Input for this task -
^^^^

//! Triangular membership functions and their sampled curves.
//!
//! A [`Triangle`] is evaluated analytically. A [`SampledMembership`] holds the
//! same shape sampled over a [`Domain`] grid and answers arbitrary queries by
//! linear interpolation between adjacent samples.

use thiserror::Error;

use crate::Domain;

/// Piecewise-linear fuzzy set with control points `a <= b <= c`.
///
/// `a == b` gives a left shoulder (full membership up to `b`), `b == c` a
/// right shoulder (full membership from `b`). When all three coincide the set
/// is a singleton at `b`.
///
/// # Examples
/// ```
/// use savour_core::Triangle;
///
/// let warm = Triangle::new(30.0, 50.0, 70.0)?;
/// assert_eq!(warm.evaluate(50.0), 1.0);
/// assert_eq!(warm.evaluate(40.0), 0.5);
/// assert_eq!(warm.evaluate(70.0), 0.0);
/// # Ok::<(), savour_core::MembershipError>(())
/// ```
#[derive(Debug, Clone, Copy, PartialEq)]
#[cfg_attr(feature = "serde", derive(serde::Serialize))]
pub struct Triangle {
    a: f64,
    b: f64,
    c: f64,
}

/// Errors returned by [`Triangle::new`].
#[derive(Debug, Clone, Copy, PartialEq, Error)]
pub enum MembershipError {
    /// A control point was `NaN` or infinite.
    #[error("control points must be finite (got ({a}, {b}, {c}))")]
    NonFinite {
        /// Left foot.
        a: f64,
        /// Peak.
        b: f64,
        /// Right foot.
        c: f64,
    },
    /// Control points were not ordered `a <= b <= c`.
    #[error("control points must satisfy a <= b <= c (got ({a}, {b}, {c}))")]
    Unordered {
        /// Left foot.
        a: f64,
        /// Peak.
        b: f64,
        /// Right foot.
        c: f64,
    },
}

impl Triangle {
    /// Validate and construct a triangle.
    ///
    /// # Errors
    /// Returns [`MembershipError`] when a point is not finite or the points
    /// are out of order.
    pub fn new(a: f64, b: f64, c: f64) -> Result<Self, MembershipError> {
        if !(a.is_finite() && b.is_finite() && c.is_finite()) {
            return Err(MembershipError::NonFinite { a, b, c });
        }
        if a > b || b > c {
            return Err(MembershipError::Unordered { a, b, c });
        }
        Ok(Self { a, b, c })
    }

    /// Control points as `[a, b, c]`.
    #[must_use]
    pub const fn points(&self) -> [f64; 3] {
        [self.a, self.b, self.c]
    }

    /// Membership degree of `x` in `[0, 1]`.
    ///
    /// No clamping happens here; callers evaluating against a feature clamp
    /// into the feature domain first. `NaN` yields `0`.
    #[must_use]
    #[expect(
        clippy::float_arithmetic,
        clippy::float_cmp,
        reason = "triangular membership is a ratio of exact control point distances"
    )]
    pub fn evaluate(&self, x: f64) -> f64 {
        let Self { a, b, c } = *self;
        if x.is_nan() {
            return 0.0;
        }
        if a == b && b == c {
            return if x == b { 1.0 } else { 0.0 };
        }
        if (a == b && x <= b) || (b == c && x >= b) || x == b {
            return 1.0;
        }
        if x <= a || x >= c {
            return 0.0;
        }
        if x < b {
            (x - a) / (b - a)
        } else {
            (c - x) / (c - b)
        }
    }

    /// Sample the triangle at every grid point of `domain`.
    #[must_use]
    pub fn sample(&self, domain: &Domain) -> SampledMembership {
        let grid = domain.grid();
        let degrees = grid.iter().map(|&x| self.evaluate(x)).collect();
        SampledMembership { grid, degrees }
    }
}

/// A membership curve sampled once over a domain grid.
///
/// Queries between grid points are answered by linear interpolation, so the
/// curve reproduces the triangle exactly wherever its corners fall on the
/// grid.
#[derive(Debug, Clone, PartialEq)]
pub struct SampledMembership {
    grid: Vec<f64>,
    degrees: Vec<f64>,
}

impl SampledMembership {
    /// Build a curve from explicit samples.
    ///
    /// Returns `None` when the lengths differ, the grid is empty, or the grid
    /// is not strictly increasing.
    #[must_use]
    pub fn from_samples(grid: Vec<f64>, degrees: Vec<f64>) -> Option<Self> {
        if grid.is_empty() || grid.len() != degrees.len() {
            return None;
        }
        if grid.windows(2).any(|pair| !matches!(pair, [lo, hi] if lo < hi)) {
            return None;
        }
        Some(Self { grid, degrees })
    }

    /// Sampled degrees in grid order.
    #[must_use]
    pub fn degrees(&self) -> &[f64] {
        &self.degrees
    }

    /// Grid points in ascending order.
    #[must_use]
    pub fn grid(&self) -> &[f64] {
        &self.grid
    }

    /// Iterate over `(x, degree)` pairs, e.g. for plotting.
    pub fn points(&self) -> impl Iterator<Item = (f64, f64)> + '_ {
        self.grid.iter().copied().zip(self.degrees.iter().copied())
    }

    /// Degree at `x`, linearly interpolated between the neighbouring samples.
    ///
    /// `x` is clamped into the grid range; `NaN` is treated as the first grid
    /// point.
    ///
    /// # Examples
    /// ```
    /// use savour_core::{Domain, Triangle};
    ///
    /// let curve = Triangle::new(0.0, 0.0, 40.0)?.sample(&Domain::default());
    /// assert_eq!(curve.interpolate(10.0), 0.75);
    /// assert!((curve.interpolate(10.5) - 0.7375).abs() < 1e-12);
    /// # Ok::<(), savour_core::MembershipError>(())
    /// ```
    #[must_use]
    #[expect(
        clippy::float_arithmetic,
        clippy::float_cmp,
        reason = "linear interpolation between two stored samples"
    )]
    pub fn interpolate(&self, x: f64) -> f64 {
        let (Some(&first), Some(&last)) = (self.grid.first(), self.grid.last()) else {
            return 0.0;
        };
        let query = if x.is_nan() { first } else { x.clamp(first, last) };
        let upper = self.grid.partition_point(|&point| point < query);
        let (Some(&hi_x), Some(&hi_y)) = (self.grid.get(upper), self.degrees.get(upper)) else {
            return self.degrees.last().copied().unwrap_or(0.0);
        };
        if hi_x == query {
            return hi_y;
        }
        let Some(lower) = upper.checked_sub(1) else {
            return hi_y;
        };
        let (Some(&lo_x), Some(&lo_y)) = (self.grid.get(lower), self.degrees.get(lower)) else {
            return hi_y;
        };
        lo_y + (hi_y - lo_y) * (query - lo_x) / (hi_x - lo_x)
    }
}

^^^^

Work to complete - Repeat every entry exactly. Nothing may be dropped.

Result for this exercise -
//! Triangular membership functions and their sampled curves.
//!
//! A [`Triangle`] is evaluated analytically. A [`SampledMembership`] holds the
//! same shape sampled over a [`Domain`] grid and answers arbitrary queries by
//! linear interpolation between adjacent samples.

use thiserror::Error;

use crate::Domain;

/// Piecewise-linear fuzzy set with control points `a <= b <= c`.
///
/// `a == b` gives a left shoulder (full membership up to `b`), `b == c` a
/// right shoulder (full membership from `b`). When all three coincide the set
/// is a singleton at `b`.
///
/// # Examples
/// ```
/// use savour_core::Triangle;
///
/// let warm = Triangle::new(30.0, 50.0, 70.0)?;
/// assert_eq!(warm.evaluate(50.0), 1.0);
/// assert_eq!(warm.evaluate(40.0), 0.5);
/// assert_eq!(warm.evaluate(70.0), 0.0);
/// # Ok::<(), savour_core::MembershipError>(())
/// ```
#[derive(Debug, Clone, Copy, PartialEq)]
#[cfg_attr(feature = "serde", derive(serde::Serialize))]
pub struct Triangle {
    a: f64,
    b: f64,
    c: f64,
}

/// Errors returned by [`Triangle::new`].
#[derive(Debug, Clone, Copy, PartialEq, Error)]
pub enum MembershipError {
    /// A control point was `NaN` or infinite.
    #[error("control points must be finite (got ({a}, {b}, {c}))")]
    NonFinite {
        /// Left foot.
        a: f64,
        /// Peak.
        b: f64,
        /// Right foot.
        c: f64,
    },
    /// Control points were not ordered `a <= b <= c`.
    #[error("control points must satisfy a <= b <= c (got ({a}, {b}, {c}))")]
    Unordered {
        /// Left foot.
        a: f64,
        /// Peak.
        b: f64,
        /// Right foot.
        c: f64,
    },
}

impl Triangle {
    /// Validate and construct a triangle.
    ///
    /// # Errors
    /// Returns [`MembershipError`] when a point is not finite or the points
    /// are out of order.
    pub fn new(a: f64, b: f64, c: f64) -> Result<Self, MembershipError> {
        if !(a.is_finite() && b.is_finite() && c.is_finite()) {
            return Err(MembershipError::NonFinite { a, b, c });
        }
        if a > b || b > c {
            return Err(MembershipError::Unordered { a, b, c });
        }
        Ok(Self { a, b, c })
    }

    /// Control points as `[a, b, c]`.
    #[must_use]
    pub const fn points(&self) -> [f64; 3] {
        [self.a, self.b, self.c]
    }

    /// Membership degree of `x` in `[0, 1]`.
    ///
    /// No clamping happens here; callers evaluating against a feature clamp
    /// into the feature domain first. `NaN` yields `0`.
    #[must_use]
    #[expect(
        clippy::float_arithmetic,
        clippy::float_cmp,
        reason = "triangular membership is a ratio of exact control point distances"
    )]
    pub fn evaluate(&self, x: f64) -> f64 {
        let Self { a, b, c } = *self;
        if x.is_nan() {
            return 0.0;
        }
        if a == b && b == c {
            return if x == b { 1.0 } else { 0.0 };
        }
        if (a == b && x <= b) || (b == c && x >= b) || x == b {
            return 1.0;
        }
        if x <= a || x >= c {
            return 0.0;
        }
        if x < b {
            (x - a) / (b - a)
        } else {
            (c - x) / (c - b)
        }
    }

    /// Sample the triangle at every grid point of `domain`.
    #[must_use]
    pub fn sample(&self, domain: &Domain) -> SampledMembership {
        let grid = domain.grid();
        let degrees = grid.iter().map(|&x| self.evaluate(x)).collect();
        SampledMembership { grid, degrees }
    }
}

/// A membership curve sampled once over a domain grid.
///
/// Queries between grid points are answered by linear interpolation, so the
/// curve reproduces the triangle exactly wherever its corners fall on the
/// grid.
#[derive(Debug, Clone, PartialEq)]
pub struct SampledMembership {
    grid: Vec<f64>,
    degrees: Vec<f64>,
}

impl SampledMembership {
    /// Build a curve from explicit samples.
    ///
    /// Returns `None` when the lengths differ, the grid is empty, or the grid
    /// is not strictly increasing.
    #[must_use]
    pub fn from_samples(grid: Vec<f64>, degrees: Vec<f64>) -> Option<Self> {
        if grid.is_empty() || grid.len() != degrees.len() {
            return None;
        }
        if grid.windows(2).any(|pair| !matches!(pair, [lo, hi] if lo < hi)) {
            return None;
        }
        Some(Self { grid, degrees })
    }

    /// Sampled degrees in grid order.
    #[must_use]
    pub fn degrees(&self) -> &[f64] {
        &self.degrees
    }

    /// Grid points in ascending order.
    #[must_use]
    pub fn grid(&self) -> &[f64] {
        &self.grid
    }

    /// Iterate over `(x, degree)` pairs, e.g. for plotting.
    pub fn points(&self) -> impl Iterator<Item = (f64, f64)> + '_ {
        self.grid.iter().copied().zip(self.degrees.iter().copied())
    }

    /// Degree at `x`, linearly interpolated between the neighbouring samples.
    ///
    /// `x` is clamped into the grid range; `NaN` is treated as the first grid
    /// point.
    ///
    /// # Examples
    /// ```
    /// use savour_core::{Domain, Triangle};
    ///
    /// let curve = Triangle::new(0.0, 0.0, 40.0)?.sample(&Domain::default());
    /// assert_eq!(curve.interpolate(10.0), 0.75);
    /// assert!((curve.interpolate(10.5) - 0.7375).abs() < 1e-12);
    /// # Ok::<(), savour_core::MembershipError>(())
    /// ```
    #[must_use]
    #[expect(
        clippy::float_arithmetic,
        clippy::float_cmp,
        reason = "linear interpolation between two stored samples"
    )]
    pub fn interpolate(&self, x: f64) -> f64 {
        let (Some(&first), Some(&last)) = (self.grid.first(), self.grid.last()) else {
            return 0.0;
        };
        let query = if x.is_nan() { first } else { x.clamp(first, last) };
        let upper = self.grid.partition_point(|&point| point < query);
        let (Some(&hi_x), Some(&hi_y)) = (self.grid.get(upper), self.degrees.get(upper)) else {
            return self.degrees.last().copied().unwrap_or(0.0);
        };
        if hi_x == query {
            return hi_y;
        }
        let Some(lower) = upper.checked_sub(1) else {
            return hi_y;
        };
        let (Some(&lo_x), Some(&lo_y)) = (self.grid.get(lower), self.degrees.get(lower)) else {
            return hi_y;
        };
        lo_y + (hi_y - lo_y) * (query - lo_x) / (hi_x - lo_x)
    }
}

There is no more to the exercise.